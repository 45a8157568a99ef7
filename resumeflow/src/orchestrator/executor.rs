//! Stage executors: the external work each stage performs.

use crate::core::{StageMetrics, WorkflowInputs};
use crate::recovery::StageFault;
use crate::state::WorkflowState;
use async_trait::async_trait;
use serde::{Deserialize, Serialize};
use std::fmt;
use std::future::Future;
use std::marker::PhantomData;

/// What a stage produced.
#[derive(Debug, Clone, Default, PartialEq, Serialize, Deserialize)]
pub struct StageResult {
    /// Paths of files the stage wrote.
    #[serde(default)]
    pub output_files: Vec<String>,
    /// Free-form metrics.
    #[serde(default)]
    pub metrics: StageMetrics,
    /// Suggested follow-ups, stored with the stage metrics.
    #[serde(default)]
    pub next_actions: Vec<String>,
}

impl StageResult {
    /// Creates an empty result.
    #[must_use]
    pub fn new() -> Self {
        Self::default()
    }

    /// Adds an output file.
    #[must_use]
    pub fn with_output_file(mut self, path: impl Into<String>) -> Self {
        self.output_files.push(path.into());
        self
    }

    /// Adds a metric.
    #[must_use]
    pub fn with_metric(mut self, key: impl Into<String>, value: serde_json::Value) -> Self {
        self.metrics.insert(key.into(), value);
        self
    }

    /// Adds a suggested follow-up.
    #[must_use]
    pub fn with_next_action(mut self, action: impl Into<String>) -> Self {
        self.next_actions.push(action.into());
        self
    }
}

/// Performs one stage's work.
///
/// Executors see a snapshot of the state; they never mutate it. A returned
/// fault is handed to the recovery manager.
#[async_trait]
pub trait StageExecutor: Send + Sync {
    /// Runs the stage.
    async fn execute(
        &self,
        state: &WorkflowState,
        inputs: &WorkflowInputs,
    ) -> Result<StageResult, StageFault>;
}

#[async_trait]
impl<T> StageExecutor for std::sync::Arc<T>
where
    T: StageExecutor + ?Sized,
{
    async fn execute(
        &self,
        state: &WorkflowState,
        inputs: &WorkflowInputs,
    ) -> Result<StageResult, StageFault> {
        (**self).execute(state, inputs).await
    }
}

/// A synchronous closure executor.
pub struct FnExecutor<F>
where
    F: Fn(&WorkflowState, &WorkflowInputs) -> Result<StageResult, StageFault> + Send + Sync,
{
    func: F,
}

impl<F> FnExecutor<F>
where
    F: Fn(&WorkflowState, &WorkflowInputs) -> Result<StageResult, StageFault> + Send + Sync,
{
    /// Wraps a closure.
    pub fn new(func: F) -> Self {
        Self { func }
    }
}

impl<F> fmt::Debug for FnExecutor<F>
where
    F: Fn(&WorkflowState, &WorkflowInputs) -> Result<StageResult, StageFault> + Send + Sync,
{
    fn fmt(&self, f: &mut fmt::Formatter<'_>) -> fmt::Result {
        f.debug_struct("FnExecutor").finish_non_exhaustive()
    }
}

#[async_trait]
impl<F> StageExecutor for FnExecutor<F>
where
    F: Fn(&WorkflowState, &WorkflowInputs) -> Result<StageResult, StageFault> + Send + Sync,
{
    async fn execute(
        &self,
        state: &WorkflowState,
        inputs: &WorkflowInputs,
    ) -> Result<StageResult, StageFault> {
        (self.func)(state, inputs)
    }
}

/// An async closure executor. The closure receives owned copies.
pub struct AsyncFnExecutor<F, Fut>
where
    F: Fn(WorkflowState, WorkflowInputs) -> Fut + Send + Sync,
    Fut: Future<Output = Result<StageResult, StageFault>> + Send,
{
    func: F,
    _phantom: PhantomData<fn() -> Fut>,
}

impl<F, Fut> AsyncFnExecutor<F, Fut>
where
    F: Fn(WorkflowState, WorkflowInputs) -> Fut + Send + Sync,
    Fut: Future<Output = Result<StageResult, StageFault>> + Send,
{
    /// Wraps an async closure.
    pub fn new(func: F) -> Self {
        Self {
            func,
            _phantom: PhantomData,
        }
    }
}

impl<F, Fut> fmt::Debug for AsyncFnExecutor<F, Fut>
where
    F: Fn(WorkflowState, WorkflowInputs) -> Fut + Send + Sync,
    Fut: Future<Output = Result<StageResult, StageFault>> + Send,
{
    fn fmt(&self, f: &mut fmt::Formatter<'_>) -> fmt::Result {
        f.debug_struct("AsyncFnExecutor").finish_non_exhaustive()
    }
}

#[async_trait]
impl<F, Fut> StageExecutor for AsyncFnExecutor<F, Fut>
where
    F: Fn(WorkflowState, WorkflowInputs) -> Fut + Send + Sync,
    Fut: Future<Output = Result<StageResult, StageFault>> + Send,
{
    async fn execute(
        &self,
        state: &WorkflowState,
        inputs: &WorkflowInputs,
    ) -> Result<StageResult, StageFault> {
        (self.func)(state.clone(), inputs.clone()).await
    }
}

#[cfg(test)]
mod tests {
    use super::*;
    use crate::config::EngineConfig;
    use crate::core::PipelineDefinition;
    use crate::state::StateStore;
    use serde_json::json;

    fn state() -> WorkflowState {
        let dir = tempfile::tempdir().unwrap();
        let config = EngineConfig::new().with_state_dir(dir.path());
        StateStore::initialize(config, PipelineDefinition::standard(), "wf-exec")
            .unwrap()
            .state()
            .clone()
    }

    #[test]
    fn test_stage_result_builder() {
        let result = StageResult::new()
            .with_output_file("docs/requirements.md")
            .with_metric("pages", json!(3))
            .with_next_action("review");
        assert_eq!(result.output_files, vec!["docs/requirements.md"]);
        assert_eq!(result.metrics["pages"], json!(3));
        assert_eq!(result.next_actions, vec!["review"]);
    }

    #[tokio::test]
    async fn test_fn_executor() {
        let executor = FnExecutor::new(|state: &WorkflowState, inputs: &WorkflowInputs| {
            Ok(StageResult::new()
                .with_metric("workflow", json!(state.workflow_id()))
                .with_metric("description", json!(inputs.description())))
        });
        let result = executor
            .execute(&state(), &WorkflowInputs::new("build a todo app"))
            .await
            .unwrap();
        assert_eq!(result.metrics["workflow"], json!("wf-exec"));
        assert_eq!(result.metrics["description"], json!("build a todo app"));
    }

    #[tokio::test]
    async fn test_async_fn_executor_propagates_fault() {
        let executor = AsyncFnExecutor::new(|_state, _inputs| async {
            Err(StageFault::new("ConnectionError", "connection refused"))
        });
        let fault = executor
            .execute(&state(), &WorkflowInputs::new("x"))
            .await
            .unwrap_err();
        assert_eq!(fault.error_type, "ConnectionError");
    }
}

■ **Task to complete**:
Please find the lines in the data that contain the word "PipelineDefinition" and copy them.

■ **Reply**:
    use crate::core::PipelineDefinition;
        StateStore::initialize(config, PipelineDefinition::standard(), "wf-exec")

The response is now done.